Alzheimer’s is a type of dementia that causes gradually worsening problems with memory, thinking and behavior. The Alzheimer’s Association says it’s the most expensive disease. The association says that in the last five years of life, the costs of a person with dementia, on average is more than $287,000 compared to $175,000 for someone with heart disease and $173,000 for someone with cancer.

In America, about 5.4 million people over 65 have the disease, including 630,000 people in California.

Winter, who has a well-paying director job with a Fortune-500 company, is struggling to pay the $9,600 a month needed for her husband’s care in a facility. “That’s not covered by insurance at all, which is incredible to people,” she said. “I have great insurance through my work. Short of any medications or doctor visits, it doesn’t cover anything at all.”

Medicaid, a federal and state program, will cover nursing care but only for people with very low income, and Winters doesn’t qualify. Moreover, not every center takes Medicaid, called Medi-Cal here. In any case, Medicaid too is threatened by the tax bill. According to Anthony Wright, executive director of Health Access California, the bill will force cuts to Medicaid and Medicare, the federal program that provides health insurance for those 65 and older, because it opens up a $1.5 trillion hole in the federal budget.

What’s striking about Alzheimer’s compared to other diseases is that sufferers can live a long time while their brains deteriorate. On average, they live around eight years with the disease but it can be as long as 20, said Michele Boudreau, communications director for the Alzheimer’s Association, Northern California and Northern Nevada.

Jon Lucas’ wife was diagnosed with the disease in 2010 when she was 56 and has been living in a care facility in Los Gatos since 2013. It costs him more than $7,000 a month for his wife to have a shared room.  He estimates that he has paid $350,000 out of pocket for her care to date.

Lucas said he was fortunate in that he had a well-paying job as an operations director at National Semiconductor and he was able to retire early soon after his wife’s diagnosis.  He also had inheritance money that could help cover the costs of caring for his wife.

For the first couple of years, Lucas did most of the care because he wanted to be close to his wife, who was his high school sweetheart. But eventually it became overwhelming. She resisted caregivers he hired to help him, would sometimes not change her clothes and often wouldn’t sleep through the night. Lucas became more depressed and finally, he decided to make a change. He calls it the hardest decision he ever made.

“It’s probably the guilt because you know she would never want to live in a place like that,” he said about why it was hard. “At the same time, you know you can’t do it anymore. You feel like a failure. A lot of times, the caregiver dies before the person with the disease. I knew I was headed down that path.”

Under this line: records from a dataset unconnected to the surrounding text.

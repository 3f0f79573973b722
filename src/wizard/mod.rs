//! Agent-creation wizard.
//!
//! A five-step flow (identity, business, knowledge, behavior, deployment)
//! that collects a `FormState`, gates each step on validation, and submits
//! the result to an `AgentStore` as a new agent.

pub mod draft;
pub mod files;
pub mod form;
pub mod routes;
pub mod schema;
pub mod session;
pub mod state;
pub mod steps;
pub mod submission;
pub mod templates;

pub use draft::{Draft, DraftStore, MemoryDraftStore};
pub use files::{FileSelection, UploadedFile};
pub use form::{FieldEdit, FormState, Purpose, ResponseStyle};
pub use routes::{WizardRouteState, wizard_routes};
pub use schema::{Field, FieldError, Schema, StepValidation};
pub use session::{Notification, NotificationLevel, SessionSnapshot, WizardSession, WizardSessions};
pub use state::{WizardState, WizardStatus, WizardStep};
pub use steps::{StepRenderer, StepView, renderer_for};
pub use submission::{build_create_request, build_system_prompt, temperature};
pub use templates::{Template, UseCase, apply_template};
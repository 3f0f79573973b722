//! Version-tracked database migrations for the libSQL backend.
//!
//! Each migration has a version number and SQL. `run_migrations()` checks
//! the current version and applies only the new ones sequentially.

use libsql::Connection;

use crate::error::StoreError;

/// A single migration step.
struct Migration {
    version: i64,
    name: &'static str,
    sql: &'static str,
}

/// All migrations in order. Add new versions to the end.
static MIGRATIONS: &[Migration] = &[
    Migration {
        version: 1,
        name: "agents",
        sql: r#"
            CREATE TABLE IF NOT EXISTS agents (
                id TEXT PRIMARY KEY,
                user_id TEXT NOT NULL,
                name TEXT NOT NULL,
                description TEXT NOT NULL,
                model TEXT NOT NULL,
                system_prompt TEXT NOT NULL,
                temperature REAL NOT NULL,
                max_tokens INTEGER NOT NULL,
                is_active INTEGER NOT NULL DEFAULT 1,
                created_at TEXT NOT NULL,
                updated_at TEXT NOT NULL
            );
            CREATE INDEX IF NOT EXISTS idx_agents_user ON agents(user_id);
            CREATE INDEX IF NOT EXISTS idx_agents_created ON agents(created_at);
        "#,
    },
];

/// Run all pending migrations against the given connection.
///
/// Creates the `_migrations` table if it doesn't exist.
pub async fn run_migrations(conn: &Connection) -> Result<(), StoreError> {
    conn.execute(
        "CREATE TABLE IF NOT EXISTS _migrations (
            version INTEGER PRIMARY KEY,
            name TEXT NOT NULL,
            applied_at TEXT NOT NULL DEFAULT (datetime('now'))
        )",
        (),
    )
    .await
    .map_err(|e| StoreError::Migration(format!("Failed to create _migrations table: {e}")))?;

    let current_version = get_current_version(conn).await?;

    for migration in MIGRATIONS {
        if migration.version > current_version {
            tracing::info!(
                version = migration.version,
                name = migration.name,
                "Applying migration"
            );
            conn.execute_batch(migration.sql).await.map_err(|e| {
                StoreError::Migration(format!(
                    "Migration V{} ({}) failed: {e}",
                    migration.version, migration.name
                ))
            })?;
            seed_version(conn, migration.version, migration.name).await?;
        }
    }

    tracing::debug!(
        version = get_current_version(conn).await?,
        "Database migrations complete"
    );
    Ok(())
}

/// Get the highest applied migration version, or 0 if none.
async fn get_current_version(conn: &Connection) -> Result<i64, StoreError> {
    let mut rows = conn
        .query("SELECT COALESCE(MAX(version), 0) FROM _migrations", ())
        .await
        .map_err(|e| StoreError::Migration(format!("Failed to query migration version: {e}")))?;

    let row = rows
        .next()
        .await
        .map_err(|e| StoreError::Migration(format!("Failed to read migration version: {e}")))?;

    match row {
        Some(row) => {
            let version: i64 = row.get(0).map_err(|e| {
                StoreError::Migration(format!("Failed to parse migration version: {e}"))
            })?;
            Ok(version)
        }
        None => Ok(0),
    }
}

/// Insert a version record into `_migrations`.
async fn seed_version(conn: &Connection, version: i64, name: &str) -> Result<(), StoreError> {
    conn.execute(
        "INSERT OR IGNORE INTO _migrations (version, name) VALUES (?1, ?2)",
        libsql::params![version, name],
    )
    .await
    .map_err(|e| StoreError::Migration(format!("Failed to record migration V{version}: {e}")))?;
    Ok(())
}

He said eliminating the medical tax deduction would be very bad. “With the little income I have from investments, the deductions offset that,” he said. “Not just for myself but for anyone else dealing with this, any way you can get money and not pay more taxes, helps. You can barely afford to stay afloat with the costs.”

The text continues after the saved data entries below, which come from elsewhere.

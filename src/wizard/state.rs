//! Wizard state machine: tracks which step the user is on.
//!
//! `WizardState` is a plain `Copy` value. Transitions are pure: they take the
//! current state (and the form, when a gate applies) and return the next
//! state or an error, leaving the caller's value untouched on failure.

use serde::{Deserialize, Serialize};

use super::form::FormState;
use super::schema::Schema;
use crate::error::WizardError;

/// The five steps of the wizard.
///
/// Progresses linearly: Identity → Business → Knowledge → Behavior →
/// Deployment. Backward moves to any earlier step are always allowed.
#[derive(Debug, Clone, Copy, PartialEq, Eq, PartialOrd, Ord, Hash, Serialize, Deserialize)]
#[serde(rename_all = "snake_case")]
pub enum WizardStep {
    Identity,
    Business,
    Knowledge,
    Behavior,
    Deployment,
}

impl WizardStep {
    pub const ALL: [WizardStep; 5] = [
        WizardStep::Identity,
        WizardStep::Business,
        WizardStep::Knowledge,
        WizardStep::Behavior,
        WizardStep::Deployment,
    ];

    /// 1-based position.
    pub fn number(&self) -> u8 {
        match self {
            Self::Identity => 1,
            Self::Business => 2,
            Self::Knowledge => 3,
            Self::Behavior => 4,
            Self::Deployment => 5,
        }
    }

    pub fn from_number(n: u8) -> Option<WizardStep> {
        match n {
            1 => Some(Self::Identity),
            2 => Some(Self::Business),
            3 => Some(Self::Knowledge),
            4 => Some(Self::Behavior),
            5 => Some(Self::Deployment),
            _ => None,
        }
    }

    /// Check if a move from `self` to `target` is structurally valid:
    /// one step forward, or any step backward.
    pub fn can_transition_to(&self, target: WizardStep) -> bool {
        target < *self || target.number() == self.number() + 1
    }

    /// Whether this is the final step.
    pub fn is_last(&self) -> bool {
        matches!(self, Self::Deployment)
    }

    /// Get the next step in the linear progression, if any.
    pub fn next(&self) -> Option<WizardStep> {
        Self::from_number(self.number() + 1)
    }

    /// Get the previous step, if any.
    pub fn previous(&self) -> Option<WizardStep> {
        Self::from_number(self.number().saturating_sub(1))
    }

    /// Title shown above the step.
    pub fn title(&self) -> &'static str {
        match self {
            Self::Identity => "Basic Information",
            Self::Business => "Business Details",
            Self::Knowledge => "Knowledge & Personality",
            Self::Behavior => "Response Behavior",
            Self::Deployment => "Review & Deploy",
        }
    }
}

impl Default for WizardStep {
    fn default() -> Self {
        Self::Identity
    }
}

impl std::fmt::Display for WizardStep {
    fn fmt(&self, f: &mut std::fmt::Formatter<'_>) -> std::fmt::Result {
        let s = match self {
            Self::Identity => "identity",
            Self::Business => "business",
            Self::Knowledge => "knowledge",
            Self::Behavior => "behavior",
            Self::Deployment => "deployment",
        };
        write!(f, "{s}")
    }
}

/// Lifecycle of a wizard instance.
#[derive(Debug, Clone, Copy, PartialEq, Eq, Serialize, Deserialize)]
#[serde(rename_all = "snake_case")]
pub enum WizardStatus {
    Open,
    Submitted,
    Cancelled,
}

impl WizardStatus {
    pub fn is_terminal(&self) -> bool {
        !matches!(self, Self::Open)
    }
}

impl std::fmt::Display for WizardStatus {
    fn fmt(&self, f: &mut std::fmt::Formatter<'_>) -> std::fmt::Result {
        let s = match self {
            Self::Open => "open",
            Self::Submitted => "submitted",
            Self::Cancelled => "cancelled",
        };
        write!(f, "{s}")
    }
}

/// Serializable wizard position.
#[derive(Debug, Clone, Copy, PartialEq, Eq, Serialize, Deserialize)]
pub struct WizardState {
    pub step: WizardStep,
    pub status: WizardStatus,
}

impl Default for WizardState {
    fn default() -> Self {
        Self {
            step: WizardStep::default(),
            status: WizardStatus::Open,
        }
    }
}

impl WizardState {
    fn ensure_open(&self) -> Result<(), WizardError> {
        if self.status.is_terminal() {
            return Err(WizardError::Closed {
                status: self.status,
            });
        }
        Ok(())
    }

    /// Advance one step if the current step's fields validate.
    /// A no-op on the final step.
    pub fn next(self, form: &FormState, schema: &Schema) -> Result<Self, WizardError> {
        self.ensure_open()?;
        let Some(target) = self.step.next() else {
            return Ok(self);
        };

        let validation = schema.validate_step(form, self.step);
        if !validation.is_valid() {
            return Err(WizardError::StepInvalid {
                step: self.step,
                errors: validation,
            });
        }

        debug_assert!(self.step.can_transition_to(target));
        Ok(Self {
            step: target,
            ..self
        })
    }

    /// Go back one step. A no-op on the first step.
    pub fn previous(self) -> Result<Self, WizardError> {
        self.ensure_open()?;
        Ok(match self.step.previous() {
            Some(step) => Self { step, ..self },
            None => self,
        })
    }

    /// Jump to step `n` (1-based). Only the current or an earlier step is
    /// reachable; completed steps are not re-validated.
    pub fn jump_to(self, n: u8) -> Result<Self, WizardError> {
        self.ensure_open()?;
        let target = WizardStep::from_number(n).ok_or(WizardError::InvalidStep(n))?;
        if target > self.step {
            return Err(WizardError::JumpAhead {
                current: self.step.number(),
                target: n,
            });
        }
        Ok(Self {
            step: target,
            ..self
        })
    }

    /// Submission is only allowed from the final step of an open wizard.
    pub fn ensure_can_submit(&self) -> Result<(), WizardError> {
        self.ensure_open()?;
        if !self.step.is_last() {
            return Err(WizardError::NotAtFinalStep { current: self.step });
        }
        Ok(())
    }

    /// Close the wizard with a terminal status.
    pub fn close(self, status: WizardStatus) -> Self {
        Self { status, ..self }
    }
}

#[cfg(test)]
mod tests {
    use super::*;
    use crate::wizard::form::Purpose;
    use crate::wizard::schema::Field;
    use crate::wizard::templates::UseCase;

    fn complete_form() -> FormState {
        FormState {
            name: "Support Bot".to_string(),
            description: "Answers FAQs".to_string(),
            purpose: Some(Purpose::Support),
            industry: "SaaS".to_string(),
            use_case: Some(UseCase::FaqBot),
            what_we_do: "We build project software.".to_string(),
            fallback_message: "Sorry, I'm not sure.".to_string(),
            ..Default::default()
        }
    }

    fn at(step: WizardStep) -> WizardState {
        WizardState {
            step,
            status: WizardStatus::Open,
        }
    }

    #[test]
    fn valid_transitions() {
        use WizardStep::*;
        for (from, to) in [
            (Identity, Business),
            (Business, Knowledge),
            (Knowledge, Behavior),
            (Behavior, Deployment),
            (Deployment, Identity),
            (Behavior, Business),
        ] {
            assert!(from.can_transition_to(to), "{from} should transition to {to}");
        }
    }

    #[test]
    fn invalid_transitions() {
        use WizardStep::*;
        assert!(!Identity.can_transition_to(Knowledge));
        assert!(!Business.can_transition_to(Deployment));
        assert!(!Identity.can_transition_to(Identity));
    }

    #[test]
    fn numbers_roundtrip() {
        for step in WizardStep::ALL {
            assert_eq!(WizardStep::from_number(step.number()), Some(step));
        }
        assert_eq!(WizardStep::from_number(0), None);
        assert_eq!(WizardStep::from_number(6), None);
    }

    #[test]
    fn display_matches_serde() {
        for step in WizardStep::ALL {
            let json = serde_json::to_string(&step).unwrap();
            assert_eq!(format!("\"{step}\""), json);
        }
    }

    #[test]
    fn next_walks_all_steps_with_complete_form() {
        let form = complete_form();
        let schema = Schema::default();
        let mut state = WizardState::default();
        for expected in &WizardStep::ALL[1..] {
            state = state.next(&form, &schema).unwrap();
            assert_eq!(state.step, *expected);
        }
        // No-op at the last step
        assert_eq!(state.next(&form, &schema).unwrap(), state);
    }

    #[test]
    fn next_blocked_by_any_invalid_field() {
        let schema = Schema::default();
        let form = complete_form();
        let broken: [(WizardStep, fn(&mut FormState)); 4] = [
            (WizardStep::Identity, |f| f.name.clear()),
            (WizardStep::Business, |f| f.use_case = None),
            (WizardStep::Knowledge, |f| f.personality_tone = 150),
            (WizardStep::Behavior, |f| f.human_handoff.threshold = 101),
        ];
        for (step, breaker) in broken {
            let mut bad = form.clone();
            breaker(&mut bad);
            let state = at(step);
            match state.next(&bad, &schema) {
                Err(WizardError::StepInvalid { step: s, errors }) => {
                    assert_eq!(s, step);
                    assert!(!errors.is_empty());
                }
                other => panic!("expected StepInvalid at {step}, got {other:?}"),
            }
            assert_eq!(state.step, step);
        }
    }

    #[test]
    fn support_bot_scenario_advances_to_business() {
        let form = FormState {
            name: "Support Bot".to_string(),
            description: "Helps users!".to_string(),
            purpose: Some(Purpose::Support),
            ..Default::default()
        };
        let state = WizardState::default()
            .next(&form, &Schema::default())
            .unwrap();
        assert_eq!(state.step, WizardStep::Business);
    }

    #[test]
    fn empty_fallback_keeps_behavior_step() {
        let mut form = complete_form();
        form.fallback_message.clear();
        let err = at(WizardStep::Behavior)
            .next(&form, &Schema::default())
            .unwrap_err();
        match err {
            WizardError::StepInvalid { step, errors } => {
                assert_eq!(step, WizardStep::Behavior);
                assert!(errors.contains(Field::FallbackMessage));
            }
            other => panic!("unexpected error: {other:?}"),
        }
    }

    #[test]
    fn previous_is_noop_at_first_step() {
        let state = WizardState::default();
        assert_eq!(state.previous().unwrap(), state);
        assert_eq!(
            at(WizardStep::Knowledge).previous().unwrap().step,
            WizardStep::Business
        );
    }

    #[test]
    fn previous_skips_validation() {
        // Going back never consults the form.
        let state = at(WizardStep::Behavior).previous().unwrap();
        assert_eq!(state.step, WizardStep::Knowledge);
    }

    #[test]
    fn jump_back_allowed_ahead_rejected() {
        let state = at(WizardStep::Knowledge);
        assert_eq!(state.jump_to(1).unwrap().step, WizardStep::Identity);
        assert_eq!(state.jump_to(3).unwrap().step, WizardStep::Knowledge);
        for n in 4..=5 {
            assert!(matches!(
                state.jump_to(n),
                Err(WizardError::JumpAhead { current: 3, .. })
            ));
        }
        assert!(matches!(state.jump_to(0), Err(WizardError::InvalidStep(0))));
        assert!(matches!(state.jump_to(9), Err(WizardError::InvalidStep(9))));
    }

    #[test]
    fn submit_only_from_last_step() {
        assert!(matches!(
            at(WizardStep::Behavior).ensure_can_submit(),
            Err(WizardError::NotAtFinalStep { .. })
        ));
        assert!(at(WizardStep::Deployment).ensure_can_submit().is_ok());
    }

    #[test]
    fn closed_wizard_rejects_everything() {
        let state = at(WizardStep::Deployment).close(WizardStatus::Submitted);
        let form = complete_form();
        assert!(matches!(
            state.next(&form, &Schema::default()),
            Err(WizardError::Closed { .. })
        ));
        assert!(state.previous().is_err());
        assert!(state.jump_to(1).is_err());
        assert!(state.ensure_can_submit().is_err());
    }

    #[test]
    fn state_serde_roundtrip() {
        let state = at(WizardStep::Behavior);
        let json = serde_json::to_string(&state).unwrap();
        assert_eq!(json, r#"{"step":"behavior","status":"open"}"#);
        let parsed: WizardState = serde_json::from_str(&json).unwrap();
        assert_eq!(parsed, state);
    }
}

Currently, people are allowed to deduct qualified medical expenses that exceed 10 percent of their adjusted gross income for the year. Adjusted gross income is taxable income minus any other deductions.

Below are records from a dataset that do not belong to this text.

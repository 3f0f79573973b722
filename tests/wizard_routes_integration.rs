//! Integration tests for the wizard REST surface.
//!
//! Each test spins up an Axum server on a random port backed by the mock
//! agent store and drives it over HTTP with reqwest.

use std::sync::Arc;
use std::time::Duration;

use reqwest::{Client, StatusCode};
use serde_json::{Value, json};
use tokio::net::TcpListener;
use tokio::time::timeout;

use agent_studio::config::WizardConfig;
use agent_studio::store::MockAgentStore;
use agent_studio::wizard::{MemoryDraftStore, WizardRouteState, WizardSessions, wizard_routes};

/// Maximum time any test is allowed to run before we consider it hung.
const TEST_TIMEOUT: Duration = Duration::from_secs(5);

/// Start an Axum server on a random port, return (base url, store).
async fn start_server() -> (String, Arc<MockAgentStore>) {
    let agents = Arc::new(MockAgentStore::new());
    let state = WizardRouteState {
        sessions: Arc::new(WizardSessions::new(
            WizardConfig::default(),
            agents.clone(),
            Arc::new(MemoryDraftStore::new()),
        )),
        default_user_id: "default".to_string(),
    };
    let app = wizard_routes(state);

    let listener = TcpListener::bind("127.0.0.1:0").await.unwrap();
    let port = listener.local_addr().unwrap().port();

    tokio::spawn(async move {
        axum::serve(listener, app).await.unwrap();
    });

    // Give the server a moment to start accepting connections.
    tokio::time::sleep(Duration::from_millis(50)).await;

    (format!("http://127.0.0.1:{port}"), agents)
}

async fn post(client: &Client, url: String, body: Value) -> (StatusCode, Value) {
    let resp = client.post(url).json(&body).send().await.unwrap();
    let status = resp.status();
    (status, resp.json().await.unwrap_or(Value::Null))
}

async fn open(client: &Client, base: &str, user_id: &str) -> String {
    let (status, body) = post(client, format!("{base}/api/wizard"), json!({ "user_id": user_id })).await;
    assert_eq!(status, StatusCode::CREATED);
    assert_eq!(body["state"]["step"], "identity");
    assert_eq!(body["state"]["status"], "open");
    body["id"].as_str().unwrap().to_string()
}

async fn edit(client: &Client, base: &str, id: &str, field: &str, value: Value) -> Value {
    let (status, body) = post(
        client,
        format!("{base}/api/wizard/{id}/fields"),
        json!({ "field": field, "value": value }),
    )
    .await;
    assert_eq!(status, StatusCode::OK);
    body
}

#[tokio::test]
async fn health_endpoint() {
    timeout(TEST_TIMEOUT, async {
        let (base, _) = start_server().await;
        let body: Value = reqwest::get(format!("{base}/health"))
            .await
            .unwrap()
            .json()
            .await
            .unwrap();
        assert_eq!(body["status"], "ok");
    })
    .await
    .expect("test timed out");
}

#[tokio::test]
async fn full_wizard_creates_agent() {
    timeout(TEST_TIMEOUT, async {
        let (base, agents) = start_server().await;
        let client = Client::new();
        let id = open(&client, &base, "u-int").await;

        // Empty step is blocked with inline errors.
        let (status, body) = post(&client, format!("{base}/api/wizard/{id}/next"), json!({})).await;
        assert_eq!(status, StatusCode::UNPROCESSABLE_ENTITY);
        assert!(!body["errors"].as_array().unwrap().is_empty());
        assert_eq!(body["session"]["state"]["step"], "identity");
        assert!(body["session"]["errors"]["name"].is_string());

        let body = edit(&client, &base, &id, "name", json!("A")).await;
        assert_eq!(body["field_error"]["field"], "name");

        edit(&client, &base, &id, "name", json!("Support Bot")).await;
        edit(&client, &base, &id, "description", json!("Answers questions")).await;
        let body = edit(&client, &base, &id, "purpose", json!("support")).await;
        assert!(body["field_error"].is_null());

        let (status, body) = post(&client, format!("{base}/api/wizard/{id}/next"), json!({})).await;
        assert_eq!(status, StatusCode::OK);
        assert_eq!(body["state"]["step"], "business");
        assert_eq!(body["view"]["number"], 2);

        // Cannot skip ahead.
        let (status, _) = post(&client, format!("{base}/api/wizard/{id}/jump"), json!({ "step": 4 })).await;
        assert_eq!(status, StatusCode::CONFLICT);

        edit(&client, &base, &id, "industry", json!("SaaS")).await;
        let (status, body) = post(
            &client,
            format!("{base}/api/wizard/{id}/template"),
            json!({ "use_case": "customer_support" }),
        )
        .await;
        assert_eq!(status, StatusCode::OK);
        assert_eq!(body["form"]["use_case"], "customer_support");

        for expected in ["knowledge", "behavior", "deployment"] {
            let (status, body) = post(&client, format!("{base}/api/wizard/{id}/next"), json!({})).await;
            assert_eq!(status, StatusCode::OK);
            assert_eq!(body["state"]["step"], expected);
        }

        edit(&client, &base, &id, "personality_tone", json!(70)).await;

        let (status, body) = post(&client, format!("{base}/api/wizard/{id}/submit"), json!({})).await;
        assert_eq!(status, StatusCode::CREATED);
        assert_eq!(body["agent"]["name"], "Support Bot");
        assert_eq!(body["agent"]["temperature"], 0.7);
        assert_eq!(body["agent"]["user_id"], "u-int");
        assert_eq!(body["session"]["state"]["status"], "submitted");
        assert_eq!(body["session"]["notifications"][0]["level"], "success");
        assert_eq!(agents.len().await, 1);
        let agent_id = body["agent"]["id"].as_str().unwrap().to_string();

        // Closed sessions are released.
        let resp = client.get(format!("{base}/api/wizard/{id}")).send().await.unwrap();
        assert_eq!(resp.status(), StatusCode::NOT_FOUND);

        let list: Value = client
            .get(format!("{base}/api/agents?user_id=u-int"))
            .send()
            .await
            .unwrap()
            .json()
            .await
            .unwrap();
        assert_eq!(list.as_array().unwrap().len(), 1);

        let resp = client
            .patch(format!("{base}/api/agents/{agent_id}"))
            .json(&json!({ "is_active": false }))
            .send()
            .await
            .unwrap();
        assert_eq!(resp.status(), StatusCode::OK);
        let updated: Value = resp.json().await.unwrap();
        assert_eq!(updated["is_active"], false);

        let resp = client.delete(format!("{base}/api/agents/{agent_id}")).send().await.unwrap();
        assert_eq!(resp.status(), StatusCode::NO_CONTENT);
        let resp = client.get(format!("{base}/api/agents/{agent_id}")).send().await.unwrap();
        assert_eq!(resp.status(), StatusCode::NOT_FOUND);
    })
    .await
    .expect("test timed out");
}

#[tokio::test]
async fn store_failure_is_bad_gateway_and_keeps_session() {
    timeout(TEST_TIMEOUT, async {
        let (base, agents) = start_server().await;
        let client = Client::new();
        let id = open(&client, &base, "u-fail").await;

        edit(&client, &base, &id, "name", json!("Support Bot")).await;
        edit(&client, &base, &id, "description", json!("Answers questions")).await;
        edit(&client, &base, &id, "purpose", json!("support")).await;
        post(&client, format!("{base}/api/wizard/{id}/next"), json!({})).await;
        edit(&client, &base, &id, "industry", json!("SaaS")).await;
        post(
            &client,
            format!("{base}/api/wizard/{id}/template"),
            json!({ "use_case": "faq_bot" }),
        )
        .await;
        for _ in 0..3 {
            let (status, _) = post(&client, format!("{base}/api/wizard/{id}/next"), json!({})).await;
            assert_eq!(status, StatusCode::OK);
        }

        agents.fail_next("service unavailable").await;
        let (status, body) = post(&client, format!("{base}/api/wizard/{id}/submit"), json!({})).await;
        assert_eq!(status, StatusCode::BAD_GATEWAY);
        assert_eq!(body["session"]["state"]["step"], "deployment");
        assert_eq!(body["session"]["state"]["status"], "open");
        assert_eq!(body["session"]["form"]["name"], "Support Bot");
        assert_eq!(body["session"]["notifications"][0]["level"], "error");

        let resp = client.get(format!("{base}/api/wizard/{id}")).send().await.unwrap();
        assert_eq!(resp.status(), StatusCode::OK);
    })
    .await
    .expect("test timed out");
}

#[tokio::test]
async fn files_draft_and_cancel() {
    timeout(TEST_TIMEOUT, async {
        let (base, _) = start_server().await;
        let client = Client::new();
        let id = open(&client, &base, "u-draft").await;

        let (status, body) = post(
            &client,
            format!("{base}/api/wizard/{id}/files"),
            json!({ "files": [
                { "name": "faq.pdf", "size": 2048, "mime_type": "application/pdf" },
                { "name": "photo.png", "size": 2048, "mime_type": "image/png" }
            ]}),
        )
        .await;
        assert_eq!(status, StatusCode::OK);
        assert_eq!(body["selection"]["accepted"].as_array().unwrap().len(), 1);
        assert_eq!(body["selection"]["rejected"][0]["name"], "photo.png");
        assert_eq!(body["session"]["form"]["files"].as_array().unwrap().len(), 1);

        let (status, body) = post(
            &client,
            format!("{base}/api/wizard/{id}/files/remove"),
            json!({ "name": "faq.pdf" }),
        )
        .await;
        assert_eq!(status, StatusCode::OK);
        assert_eq!(body["removed"], true);

        // Submitting from the first step is refused.
        let (status, _) = post(&client, format!("{base}/api/wizard/{id}/submit"), json!({})).await;
        assert_eq!(status, StatusCode::CONFLICT);

        edit(&client, &base, &id, "name", json!("Draft Bot")).await;
        let (status, body) = post(&client, format!("{base}/api/wizard/{id}/draft"), json!({})).await;
        assert_eq!(status, StatusCode::OK);
        assert_eq!(body["draft"]["form"]["name"], "Draft Bot");
        assert_eq!(body["draft"]["user_id"], "u-draft");

        let resp = client.delete(format!("{base}/api/wizard/{id}")).send().await.unwrap();
        assert_eq!(resp.status(), StatusCode::OK);
        let body: Value = resp.json().await.unwrap();
        assert_eq!(body["state"]["status"], "cancelled");

        let resp = client.get(format!("{base}/api/wizard/{id}")).send().await.unwrap();
        assert_eq!(resp.status(), StatusCode::NOT_FOUND);
    })
    .await
    .expect("test timed out");
}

Ruth Gay, chief public policy officer at the Alzheimer’s Association, Northern California and Northern Nevada, said the medical deduction is a catastrophic cap. It’s for people who are spending huge amounts on medical expenses. “For these people, it makes a big difference,” she said.

San Jose resident Kim Steppe said she generally paid $10,000 a month for her husband during the five years he was in a care facility and at least two months, that figure was $25,000 because of extra care he needed.

Her husband was diagnosed with Alzheimer’s in 2005 when the couple’s daughters were 6 and 8 and lived 10 years with the disease before he died. Steppe cared for him at home the first five years but moved him to care facility when he became more irritable and difficult to manage.

“It was a struggle for me,” she said. “I had to dip into the girls’ college savings. I’m not sure how I did it, to be honest, and I had resources.”